[Opening GIVEN ENTRIES section]

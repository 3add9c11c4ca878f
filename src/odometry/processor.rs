//! Frame processor capability: the external motion estimator.
//!
//! A processor keeps its own reference frame between calls and reports, per
//! frame, the camera pose relative to where the camera was when the
//! processor was created, the frame-to-frame motion, and a covariance. The
//! integrator owns at most one processor at a time through a
//! [`ProcessorSlot`] and recreates it through a [`ProcessorFactory`].

use std::fmt;

use anyhow::{Result, bail};
use nalgebra::Matrix6;

use crate::geometry::SE3;
use crate::io::image::{DepthSource, GrayImage};
use crate::odometry::options::VoOptions;

/// Outcome of motion estimation for one frame.
#[derive(Debug, Clone, Copy, PartialEq, Eq, Hash)]
pub enum MotionStatus {
    /// No reference frame yet (first frame after creation).
    NoData,
    Success,
    InsufficientInliers,
    OptimizationFailure,
    ReprojectionError,
}

impl MotionStatus {
    pub const ALL: [MotionStatus; 5] = [
        MotionStatus::NoData,
        MotionStatus::Success,
        MotionStatus::InsufficientInliers,
        MotionStatus::OptimizationFailure,
        MotionStatus::ReprojectionError,
    ];

    /// Numeric code as reported on the diagnostics record.
    pub fn code(self) -> u8 {
        match self {
            MotionStatus::NoData => 0,
            MotionStatus::Success => 1,
            MotionStatus::InsufficientInliers => 2,
            MotionStatus::OptimizationFailure => 3,
            MotionStatus::ReprojectionError => 4,
        }
    }

    pub fn from_code(code: u8) -> Option<Self> {
        Self::ALL.into_iter().find(|s| s.code() == code)
    }

    pub fn as_str(self) -> &'static str {
        match self {
            MotionStatus::NoData => "NO_DATA",
            MotionStatus::Success => "SUCCESS",
            MotionStatus::InsufficientInliers => "INSUFFICIENT_INLIERS",
            MotionStatus::OptimizationFailure => "OPTIMIZATION_FAILURE",
            MotionStatus::ReprojectionError => "REPROJECTION_ERROR",
        }
    }

    /// Parse either the status string or its numeric code.
    pub fn parse(s: &str) -> Option<Self> {
        let s = s.trim();
        if let Ok(code) = s.parse::<u8>() {
            return Self::from_code(code);
        }
        Self::ALL
            .into_iter()
            .find(|status| status.as_str().eq_ignore_ascii_case(s))
    }

    pub fn is_success(self) -> bool {
        self == MotionStatus::Success
    }
}

impl fmt::Display for MotionStatus {
    fn fmt(&self, f: &mut fmt::Formatter<'_>) -> fmt::Result {
        f.write_str(self.as_str())
    }
}

/// Keypoint counts for one image pyramid level.
#[derive(Debug, Clone, Copy, Default, PartialEq, Eq)]
pub struct LevelStats {
    pub num_detected_keypoints: usize,
    pub num_keypoints: usize,
}

/// Feature bookkeeping reported by the processor for the target frame.
#[derive(Debug, Clone, Default, PartialEq)]
pub struct FeatureStats {
    pub levels: Vec<LevelStats>,
    pub num_matches: usize,
    pub num_inliers: usize,
    pub num_reprojection_failures: usize,
    /// Whether the processor switched its reference frame on this call.
    pub change_reference_frame: bool,
    pub fast_threshold: i32,
}

impl FeatureStats {
    pub fn num_detected_keypoints(&self) -> usize {
        self.levels.iter().map(|l| l.num_detected_keypoints).sum()
    }

    pub fn num_keypoints(&self) -> usize {
        self.levels.iter().map(|l| l.num_keypoints).sum()
    }
}

/// Result of processing one frame.
#[derive(Debug, Clone)]
pub struct MotionEstimate {
    pub status: MotionStatus,
    /// Camera pose relative to the camera pose at processor creation
    /// (`T_s0_s`).
    pub relative_pose: SE3,
    /// Camera motion from the previous frame to this one.
    pub frame_motion: SE3,
    /// Covariance of `frame_motion`, ordered (x, y, z, roll, pitch, yaw).
    pub covariance: Matrix6<f64>,
    pub stats: FeatureStats,
}

impl MotionEstimate {
    /// Estimate carrying only a status (no motion).
    pub fn without_motion(status: MotionStatus) -> Self {
        Self {
            status,
            relative_pose: SE3::identity(),
            frame_motion: SE3::identity(),
            covariance: Matrix6::zeros(),
            stats: FeatureStats::default(),
        }
    }
}

/// External motion estimator.
pub trait FrameProcessor: Send {
    /// Feed the next frame and return the resulting estimate.
    fn process_frame(
        &mut self,
        image: &GrayImage<'_>,
        depth: &dyn DepthSource,
    ) -> Result<MotionEstimate>;
}

/// Creates processors on demand with a given option set.
pub trait ProcessorFactory: Send {
    type Processor: FrameProcessor;

    /// The processor's full default option set, keyed in its own
    /// (hyphenated) naming.
    fn default_options(&self) -> VoOptions;

    fn create(&mut self, options: &VoOptions) -> Result<Self::Processor>;
}

/// Ownership slot for the live processor.
#[derive(Debug)]
pub enum ProcessorSlot<P> {
    Absent,
    Active(P),
}

impl<P> Default for ProcessorSlot<P> {
    fn default() -> Self {
        ProcessorSlot::Absent
    }
}

impl<P> ProcessorSlot<P> {
    pub fn is_active(&self) -> bool {
        matches!(self, ProcessorSlot::Active(_))
    }

    /// Drop the processor, if any. Returns whether one was live.
    pub fn reset(&mut self) -> bool {
        matches!(std::mem::take(self), ProcessorSlot::Active(_))
    }

    /// Create a processor if absent. Returns the processor and whether it
    /// was created by this call.
    pub fn get_or_try_insert_with(
        &mut self,
        create: impl FnOnce() -> Result<P>,
    ) -> Result<(&mut P, bool)> {
        let created = !self.is_active();
        if created {
            *self = ProcessorSlot::Active(create()?);
        }
        let ProcessorSlot::Active(p) = self else {
            bail!("processor slot empty after creation");
        };
        Ok((p, created))
    }
}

[Closing GIVEN ENTRIES section]

→ **HOW TO COMPLETE THIS TASK**: Exactly as they are written, print the entries again.

→ **RESULT OF THE TASK**:
repository 3add9c11c4ca878f
filename src/odometry/processor.rs
//! Frame processor capability: the external motion estimator.
//!
//! A processor keeps its own reference frame between calls and reports, per
//! frame, the camera pose relative to where the camera was when the
//! processor was created, the frame-to-frame motion, and a covariance. The
//! integrator owns at most one processor at a time through a
//! [`ProcessorSlot`] and recreates it through a [`ProcessorFactory`].

use std::fmt;

use anyhow::{Result, bail};
use nalgebra::Matrix6;

use crate::geometry::SE3;
use crate::io::image::{DepthSource, GrayImage};
use crate::odometry::options::VoOptions;

/// Outcome of motion estimation for one frame.
#[derive(Debug, Clone, Copy, PartialEq, Eq, Hash)]
pub enum MotionStatus {
    /// No reference frame yet (first frame after creation).
    NoData,
    Success,
    InsufficientInliers,
    OptimizationFailure,
    ReprojectionError,
}

impl MotionStatus {
    pub const ALL: [MotionStatus; 5] = [
        MotionStatus::NoData,
        MotionStatus::Success,
        MotionStatus::InsufficientInliers,
        MotionStatus::OptimizationFailure,
        MotionStatus::ReprojectionError,
    ];

    /// Numeric code as reported on the diagnostics record.
    pub fn code(self) -> u8 {
        match self {
            MotionStatus::NoData => 0,
            MotionStatus::Success => 1,
            MotionStatus::InsufficientInliers => 2,
            MotionStatus::OptimizationFailure => 3,
            MotionStatus::ReprojectionError => 4,
        }
    }

    pub fn from_code(code: u8) -> Option<Self> {
        Self::ALL.into_iter().find(|s| s.code() == code)
    }

    pub fn as_str(self) -> &'static str {
        match self {
            MotionStatus::NoData => "NO_DATA",
            MotionStatus::Success => "SUCCESS",
            MotionStatus::InsufficientInliers => "INSUFFICIENT_INLIERS",
            MotionStatus::OptimizationFailure => "OPTIMIZATION_FAILURE",
            MotionStatus::ReprojectionError => "REPROJECTION_ERROR",
        }
    }

    /// Parse either the status string or its numeric code.
    pub fn parse(s: &str) -> Option<Self> {
        let s = s.trim();
        if let Ok(code) = s.parse::<u8>() {
            return Self::from_code(code);
        }
        Self::ALL
            .into_iter()
            .find(|status| status.as_str().eq_ignore_ascii_case(s))
    }

    pub fn is_success(self) -> bool {
        self == MotionStatus::Success
    }
}

impl fmt::Display for MotionStatus {
    fn fmt(&self, f: &mut fmt::Formatter<'_>) -> fmt::Result {
        f.write_str(self.as_str())
    }
}

/// Keypoint counts for one image pyramid level.
#[derive(Debug, Clone, Copy, Default, PartialEq, Eq)]
pub struct LevelStats {
    pub num_detected_keypoints: usize,
    pub num_keypoints: usize,
}

/// Feature bookkeeping reported by the processor for the target frame.
#[derive(Debug, Clone, Default, PartialEq)]
pub struct FeatureStats {
    pub levels: Vec<LevelStats>,
    pub num_matches: usize,
    pub num_inliers: usize,
    pub num_reprojection_failures: usize,
    /// Whether the processor switched its reference frame on this call.
    pub change_reference_frame: bool,
    pub fast_threshold: i32,
}

impl FeatureStats {
    pub fn num_detected_keypoints(&self) -> usize {
        self.levels.iter().map(|l| l.num_detected_keypoints).sum()
    }

    pub fn num_keypoints(&self) -> usize {
        self.levels.iter().map(|l| l.num_keypoints).sum()
    }
}

/// Result of processing one frame.
#[derive(Debug, Clone)]
pub struct MotionEstimate {
    pub status: MotionStatus,
    /// Camera pose relative to the camera pose at processor creation
    /// (`T_s0_s`).
    pub relative_pose: SE3,
    /// Camera motion from the previous frame to this one.
    pub frame_motion: SE3,
    /// Covariance of `frame_motion`, ordered (x, y, z, roll, pitch, yaw).
    pub covariance: Matrix6<f64>,
    pub stats: FeatureStats,
}

impl MotionEstimate {
    /// Estimate carrying only a status (no motion).
    pub fn without_motion(status: MotionStatus) -> Self {
        Self {
            status,
            relative_pose: SE3::identity(),
            frame_motion: SE3::identity(),
            covariance: Matrix6::zeros(),
            stats: FeatureStats::default(),
        }
    }
}

/// External motion estimator.
pub trait FrameProcessor: Send {
    /// Feed the next frame and return the resulting estimate.
    fn process_frame(
        &mut self,
        image: &GrayImage<'_>,
        depth: &dyn DepthSource,
    ) -> Result<MotionEstimate>;
}

/// Creates processors on demand with a given option set.
pub trait ProcessorFactory: Send {
    type Processor: FrameProcessor;

    /// The processor's full default option set, keyed in its own
    /// (hyphenated) naming.
    fn default_options(&self) -> VoOptions;

    fn create(&mut self, options: &VoOptions) -> Result<Self::Processor>;
}

/// Ownership slot for the live processor.
#[derive(Debug)]
pub enum ProcessorSlot<P> {
    Absent,
    Active(P),
}

impl<P> Default for ProcessorSlot<P> {
    fn default() -> Self {
        ProcessorSlot::Absent
    }
}

impl<P> ProcessorSlot<P> {
    pub fn is_active(&self) -> bool {
        matches!(self, ProcessorSlot::Active(_))
    }

    /// Drop the processor, if any. Returns whether one was live.
    pub fn reset(&mut self) -> bool {
        matches!(std::mem::take(self), ProcessorSlot::Active(_))
    }

    /// Create a processor if absent. Returns the processor and whether it
    /// was created by this call.
    pub fn get_or_try_insert_with(
        &mut self,
        create: impl FnOnce() -> Result<P>,
    ) -> Result<(&mut P, bool)> {
        let created = !self.is_active();
        if created {
            *self = ProcessorSlot::Active(create()?);
        }
        let ProcessorSlot::Active(p) = self else {
            bail!("processor slot empty after creation");
        };
        Ok((p, created))
    }
}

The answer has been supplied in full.